Profondo conoscitore del calcio, della sua evoluzione tattica e di tutte le sue “pieghe”, tant’è che il Presidente del Bologna Gazzoni Frascara lo aveva soprannominato “la Treccani del calcio”, era anche un grande appassionato di strategia ed era solito citare brani de “L’arte della Guerra” di Sun Tzu, libro scritto più di duemila anni fa ancora attualissimo. Diventato famoso come portiere para rigori, quando gli chiesero quale fosse il suo metodo rispose: “Facile, sfrutto l’ignoranza dei calciatori. Solo Rivera, prima di calciare, guarda qual è la gamba d’appoggio del portiere.
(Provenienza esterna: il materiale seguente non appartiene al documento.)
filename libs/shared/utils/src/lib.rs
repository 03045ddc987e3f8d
pub mod extractor;
pub mod jwt;
pub mod test_utils;
// SPDX-License-Identifier: AGPL-3.0-or-later
//
// Copyright (C) 2025 Daniel Negri
//
// This program is free software: you can redistribute it and/or modify
// it under the terms of the GNU Affero General Public License as published by
// the Free Software Foundation, either version 3 of the License, or
// (at your option) any later version.
//
// This program is distributed in the hope that it will be useful,
// but WITHOUT ANY WARRANTY; without even the implied warranty of
// MERCHANTABILITY or FITNESS FOR A PARTICULAR PURPOSE. See the
// GNU Affero General Public License for more details.
//
// You should have received a copy of the GNU Affero General Public License
// along with this program. If not, see <https://www.gnu.org/licenses/>.

//! Loyalty program catalog entries.

use crate::base::ProgramId;
use crate::error::LedgerError;
use crate::rounding::{CostRounding, RoundingConfig};
use serde::{Deserialize, Serialize};

#[derive(Debug, Clone, Copy, PartialEq, Eq, Serialize, Deserialize)]
pub enum ProgramStatus {
    Active,
    Inactive,
}

/// A loyalty program and the rounding rules its accounts use.
#[derive(Debug, Clone, PartialEq, Eq, Serialize, Deserialize)]
pub struct LoyaltyProgram {
    id: ProgramId,
    brand: String,
    status: ProgramStatus,
    currency: String,
    rounding: RoundingConfig,
}

impl LoyaltyProgram {
    pub const DEFAULT_CURRENCY: &'static str = "BRL";

    /// Active program in BRL with the default rounding.
    pub fn new(id: ProgramId, brand: &str) -> Result<Self, LedgerError> {
        Self::with_currency(id, brand, Self::DEFAULT_CURRENCY)
    }

    /// # Errors
    ///
    /// Returns [`LedgerError::InvalidArgument`] if `brand` is blank or
    /// `currency` is not a 3-letter ISO code.
    pub fn with_currency(id: ProgramId, brand: &str, currency: &str) -> Result<Self, LedgerError> {
        let brand = brand.trim();
        if brand.is_empty() {
            return Err(LedgerError::invalid("brand nao pode estar vazio"));
        }
        if currency.chars().count() != 3 {
            return Err(LedgerError::invalid(
                "moeda deve ter exatamente 3 caracteres (codigo ISO)",
            ));
        }
        Ok(Self {
            id,
            brand: brand.to_string(),
            status: ProgramStatus::Active,
            currency: currency.to_uppercase(),
            rounding: RoundingConfig::DEFAULT,
        })
    }

    pub fn id(&self) -> ProgramId {
        self.id
    }

    pub fn brand(&self) -> &str {
        &self.brand
    }

    pub fn status(&self) -> ProgramStatus {
        self.status
    }

    pub fn currency(&self) -> &str {
        &self.currency
    }

    pub fn rounding(&self) -> RoundingConfig {
        self.rounding
    }

    pub fn is_active(&self) -> bool {
        self.status == ProgramStatus::Active
    }

    pub fn activate(&self) -> Self {
        Self {
            status: ProgramStatus::Active,
            ..self.clone()
        }
    }

    pub fn deactivate(&self) -> Self {
        Self {
            status: ProgramStatus::Inactive,
            ..self.clone()
        }
    }

    pub fn with_rounding(&self, rounding: RoundingConfig) -> Self {
        Self {
            rounding,
            ..self.clone()
        }
    }

    /// Rounding applied to this program's ledger arithmetic.
    pub fn cost_rounding(&self) -> CostRounding {
        CostRounding::with_monetary(self.rounding)
    }
}
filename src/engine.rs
// SPDX-License-Identifier: AGPL-3.0-or-later
//
// Copyright (C) 2025 Daniel Negri
//
// This program is free software: you can redistribute it and/or modify
// it under the terms of the GNU Affero General Public License as published by
// the Free Software Foundation, either version 3 of the License, or
// (at your option) any later version.
//
// This program is distributed in the hope that it will be useful,
// but WITHOUT ANY WARRANTY; without even the implied warranty of
// MERCHANTABILITY or FITNESS FOR A PARTICULAR PURPOSE. See the
// GNU Affero General Public License for more details.
//
// You should have received a copy of the GNU Affero General Public License
// along with this program. If not, see <https://www.gnu.org/licenses/>.

//! Transaction orchestration engine.
//!
//! The [`Engine`] loads (or opens) an account, applies one ledger transition,
//! stores the new state and appends a record to the [`TransactionLog`].
//!
//! # Transitions
//!
//! - **Purchases**: open the account if needed, add miles and cost.
//! - **Bonuses**: open the account if needed, add free miles.
//! - **Sales**: require an existing account, remove miles and proportional cost.
//!
//! # Thread Safety
//!
//! Read-modify-write cycles are serialized per account with a mutex keyed by
//! [`AccountKey`]. Transitions on different accounts run in parallel.

use crate::account::Account;
use crate::base::{AccountId, AccountKey, ProgramId, TenantId};
use crate::error::LedgerError;
use crate::program::LoyaltyProgram;
use crate::repository::{AccountRepository, InMemoryAccountRepository};
use crate::rounding::CostRounding;
use crate::transaction::{
    BonusCommand, Command, PurchaseCommand, SaleCommand, Target, Transaction, TransactionKind,
};
use crate::transaction_log::TransactionLog;
use chrono::{DateTime, Utc};
use dashmap::DashMap;
use parking_lot::Mutex;
use rust_decimal::Decimal;
use std::collections::BTreeMap;
use std::sync::Arc;
use tracing::{debug, info};

/// Outcome of a purchase or bonus.
#[derive(Debug, Clone, PartialEq, Eq)]
pub struct TransactionReceipt {
    pub transaction: Arc<Transaction>,
    pub account: Account,
}

/// Outcome of a sale.
#[derive(Debug, Clone, PartialEq, Eq)]
pub struct SaleReceipt {
    pub transaction: Arc<Transaction>,
    pub account: Account,
    pub cost_removed: Decimal,
    pub profit: Decimal,
}

/// Result of [`Engine::process`].
#[derive(Debug, Clone, PartialEq, Eq)]
pub enum Receipt {
    Transaction(TransactionReceipt),
    Sale(SaleReceipt),
}

impl Receipt {
    pub fn account(&self) -> &Account {
        match self {
            Self::Transaction(receipt) => &receipt.account,
            Self::Sale(receipt) => &receipt.account,
        }
    }
}

/// Orchestrates ledger transitions over an account store and a transaction log.
///
/// # Invariants
///
/// - At most one transition is in flight per (tenant, program, owner).
/// - A transaction record is appended only after the new account state is saved.
/// - Failed transitions leave the store and the log untouched.
pub struct Engine<R = InMemoryAccountRepository> {
    accounts: R,
    transactions: TransactionLog,
    programs: DashMap<ProgramId, LoyaltyProgram>,
    locks: DashMap<AccountKey, Arc<Mutex<()>>>,
    rounding: CostRounding,
}

impl Engine {
    /// Creates an engine with an in-memory store and the default rounding.
    pub fn new() -> Self {
        Self::with_repository(InMemoryAccountRepository::new())
    }

    /// Creates an in-memory engine whose unregistered programs use `rounding`.
    pub fn with_rounding(rounding: CostRounding) -> Self {
        Self {
            rounding,
            ..Self::new()
        }
    }
}

impl Default for Engine {
    fn default() -> Self {
        Self::new()
    }
}

impl<R: AccountRepository> Engine<R> {
    pub fn with_repository(accounts: R) -> Self {
        Engine {
            accounts,
            transactions: TransactionLog::new(),
            programs: DashMap::new(),
            locks: DashMap::new(),
            rounding: CostRounding::DEFAULT,
        }
    }

    /// Adds or replaces a catalog entry; its rounding applies to later transitions.
    pub fn register_program(&self, program: LoyaltyProgram) {
        self.programs.insert(program.id(), program);
    }

    pub fn program(&self, id: &ProgramId) -> Option<LoyaltyProgram> {
        self.programs.get(id).map(|entry| entry.value().clone())
    }

    /// Dispatches a command to the matching `register_*` method.
    pub fn process(&self, command: Command) -> Result<Receipt, LedgerError> {
        match command {
            Command::Purchase(command) => self.register_purchase(command).map(Receipt::Transaction),
            Command::Bonus(command) => self.register_bonus(command).map(Receipt::Transaction),
            Command::Sale(command) => self.register_sale(command).map(Receipt::Sale),
        }
    }

    /// Records a purchase, opening the account on first use.
    ///
    /// # Errors
    ///
    /// - [`LedgerError::InvalidArgument`] - non-positive miles, negative value, blank names.
    /// - [`LedgerError::Overflow`] - the balance or cost basis no longer fits.
    pub fn register_purchase(
        &self,
        command: PurchaseCommand,
    ) -> Result<TransactionReceipt, LedgerError> {
        info!(
            program = %command.target.program_name,
            owner = %command.target.owner,
            miles = command.miles,
            value = %command.value,
            "registering purchase"
        );

        let rounding = self.rounding_for(&command.target.program_id);
        let (transaction, account) = self.serialized(&command.target, || {
            let account = self
                .find_or_open(&command.target)?
                .apply_purchase_with(command.miles, command.value, &rounding)?;
            let account = self.accounts.save(account);
            let transaction = self.transactions.append(Transaction::purchase(
                account.id(),
                command.miles,
                command.value,
                command.source,
                command.note,
            ))?;
            Ok((transaction, account))
        })?;

        info!(
            transaction = %transaction.id,
            account = %account.id(),
            balance = account.balance(),
            "purchase registered"
        );
        Ok(TransactionReceipt {
            transaction,
            account,
        })
    }

    /// Records free miles, opening the account on first use.
    ///
    /// # Errors
    ///
    /// - [`LedgerError::InvalidArgument`] - non-positive miles, blank names.
    /// - [`LedgerError::Overflow`] - the balance no longer fits.
    pub fn register_bonus(&self, command: BonusCommand) -> Result<TransactionReceipt, LedgerError> {
        info!(
            program = %command.target.program_name,
            owner = %command.target.owner,
            miles = command.miles,
            source = command.source.as_deref().unwrap_or_default(),
            "registering bonus"
        );

        let rounding = self.rounding_for(&command.target.program_id);
        let (transaction, account) = self.serialized(&command.target, || {
            let account = self
                .find_or_open(&command.target)?
                .apply_bonus_with(command.miles, &rounding)?;
            let account = self.accounts.save(account);
            let transaction = self.transactions.append(Transaction::bonus(
                account.id(),
                command.miles,
                command.source,
                command.note,
            ))?;
            Ok((transaction, account))
        })?;

        info!(
            transaction = %transaction.id,
            account = %account.id(),
            balance = account.balance(),
            "bonus registered"
        );
        Ok(TransactionReceipt {
            transaction,
            account,
        })
    }

    /// Records a sale against an existing account.
    ///
    /// # Errors
    ///
    /// - [`LedgerError::AccountNotFound`] - no account for the target.
    /// - [`LedgerError::InsufficientBalance`] - more miles than held.
    /// - [`LedgerError::InvalidArgument`] - non-positive miles, negative value.
    pub fn register_sale(&self, command: SaleCommand) -> Result<SaleReceipt, LedgerError> {
        info!(
            program = %command.target.program_name,
            owner = %command.target.owner,
            miles = command.miles,
            value = %command.value,
            "registering sale"
        );

        let rounding = self.rounding_for(&command.target.program_id);
        let key = target_key(&command.target);
        let (transaction, account, outcome) = self.serialized(&command.target, || {
            let account =
                self.accounts
                    .find_by_key(&key)
                    .ok_or_else(|| LedgerError::AccountNotFound {
                        program_id: key.program_id,
                        owner: key.owner.clone(),
                    })?;
            let outcome = account.apply_sale_with(command.miles, command.value, &rounding)?;
            let account = self.accounts.save(outcome.account.clone());
            let transaction = self.transactions.append(Transaction::sale(
                account.id(),
                command.miles,
                command.value,
                command.note,
            ))?;
            Ok((transaction, account, outcome))
        })?;

        info!(
            transaction = %transaction.id,
            account = %account.id(),
            balance = account.balance(),
            profit = %outcome.profit,
            "sale registered"
        );
        Ok(SaleReceipt {
            transaction,
            account,
            cost_removed: outcome.cost_removed,
            profit: outcome.profit,
        })
    }

    pub fn account(&self, tenant_id: TenantId, id: AccountId) -> Option<Account> {
        self.accounts.find_by_id(tenant_id, id)
    }

    pub fn account_for(&self, key: &AccountKey) -> Option<Account> {
        self.accounts.find_by_key(key)
    }

    /// # Errors
    ///
    /// Returns [`LedgerError::InvalidArgument`] if `owner` is blank.
    pub fn accounts_by_owner(
        &self,
        tenant_id: TenantId,
        owner: &str,
    ) -> Result<Vec<Account>, LedgerError> {
        if owner.trim().is_empty() {
            return Err(LedgerError::invalid("owner nao pode estar vazio"));
        }
        Ok(self.accounts.by_owner(tenant_id, owner))
    }

    /// All accounts of a tenant, ordered by key.
    pub fn accounts(&self, tenant_id: TenantId) -> Vec<Account> {
        self.accounts.all(tenant_id)
    }

    /// Miles held across all accounts of a tenant.
    ///
    /// # Errors
    ///
    /// Returns [`LedgerError::Overflow`] if the sum does not fit in an `i64`.
    pub fn total_miles(&self, tenant_id: TenantId) -> Result<i64, LedgerError> {
        self.accounts(tenant_id)
            .iter()
            .try_fold(0i64, |total, account| {
                total.checked_add(account.balance()).ok_or(LedgerError::Overflow)
            })
    }

    /// # Errors
    ///
    /// Returns [`LedgerError::Overflow`] if an owner's total does not fit in an `i64`.
    pub fn totals_by_owner(
        &self,
        tenant_id: TenantId,
    ) -> Result<BTreeMap<String, i64>, LedgerError> {
        self.totals(tenant_id, |account| account.owner().to_string())
    }

    /// # Errors
    ///
    /// Returns [`LedgerError::Overflow`] if a program's total does not fit in an `i64`.
    pub fn totals_by_program(
        &self,
        tenant_id: TenantId,
    ) -> Result<BTreeMap<String, i64>, LedgerError> {
        self.totals(tenant_id, |account| account.program_name().to_string())
    }

    pub fn transactions_for(&self, account_id: &AccountId) -> Vec<Arc<Transaction>> {
        self.transactions.for_account(account_id)
    }

    /// # Errors
    ///
    /// Returns [`LedgerError::InvalidArgument`] if `start` is after `end`.
    pub fn transactions_between(
        &self,
        account_id: &AccountId,
        start: DateTime<Utc>,
        end: DateTime<Utc>,
    ) -> Result<Vec<Arc<Transaction>>, LedgerError> {
        if start > end {
            return Err(LedgerError::invalid("inicio nao pode ser posterior a fim"));
        }
        Ok(self.transactions.between(account_id, start, end))
    }

    pub fn transactions_of_kind(
        &self,
        account_id: &AccountId,
        kind: TransactionKind,
    ) -> Vec<Arc<Transaction>> {
        self.transactions.of_kind(account_id, kind)
    }

    pub fn transaction_log(&self) -> &TransactionLog {
        &self.transactions
    }

    fn totals<F>(
        &self,
        tenant_id: TenantId,
        group: F,
    ) -> Result<BTreeMap<String, i64>, LedgerError>
    where
        F: Fn(&Account) -> String,
    {
        let mut totals = BTreeMap::new();
        for account in self.accounts(tenant_id) {
            let total = totals.entry(group(&account)).or_insert(0i64);
            *total = total
                .checked_add(account.balance())
                .ok_or(LedgerError::Overflow)?;
        }
        Ok(totals)
    }

    fn rounding_for(&self, program_id: &ProgramId) -> CostRounding {
        self.programs
            .get(program_id)
            .map(|program| program.cost_rounding())
            .unwrap_or(self.rounding)
    }

    /// Runs `apply` while holding the target account's mutex.
    ///
    /// A failed transition drops the mutex entry when no other caller holds
    /// it, so rejected targets do not accumulate in the lock map.
    fn serialized<T, F>(&self, target: &Target, apply: F) -> Result<T, LedgerError>
    where
        F: FnOnce() -> Result<T, LedgerError>,
    {
        let key = target_key(target);
        let lock = self.lock_for(&key);
        let result = {
            let _guard = lock.lock();
            apply()
        };
        if result.is_err() {
            // Held by the map and by us only.
            self.locks
                .remove_if(&key, |_, entry| Arc::strong_count(entry) == 2);
        }
        result
    }

    /// Per-account mutex; cloned out so no map shard stays locked while it is held.
    fn lock_for(&self, key: &AccountKey) -> Arc<Mutex<()>> {
        let lock = self.locks.entry(key.clone()).or_default();
        Arc::clone(lock.value())
    }

    fn find_or_open(&self, target: &Target) -> Result<Account, LedgerError> {
        if let Some(account) = self.accounts.find_by_key(&target_key(target)) {
            debug!(account = %account.id(), "existing account found");
            return Ok(account);
        }

        info!(program = %target.program_name, owner = %target.owner, "opening account");
        Account::open(
            target.tenant_id,
            target.program_id,
            &target.program_name,
            &target.owner,
        )
    }
}

fn target_key(target: &Target) -> AccountKey {
    AccountKey::new(target.tenant_id, target.program_id, &target.owner)
}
Gli altri no. Così, studiando loro, sono in vantaggio io”.

Si è spento a Taranto, dove viveva con la moglie e le figlie, il 24 Dicembre scorso, dopo una lunga malattia. Sergio Buso ha attraversato quaranta anni di calcio, dimostrando di essere un grande professionista, ma soprattutto un Grande Uomo. Ed è per questo che è senza dubbio Un Nerazzurro da Raccontare.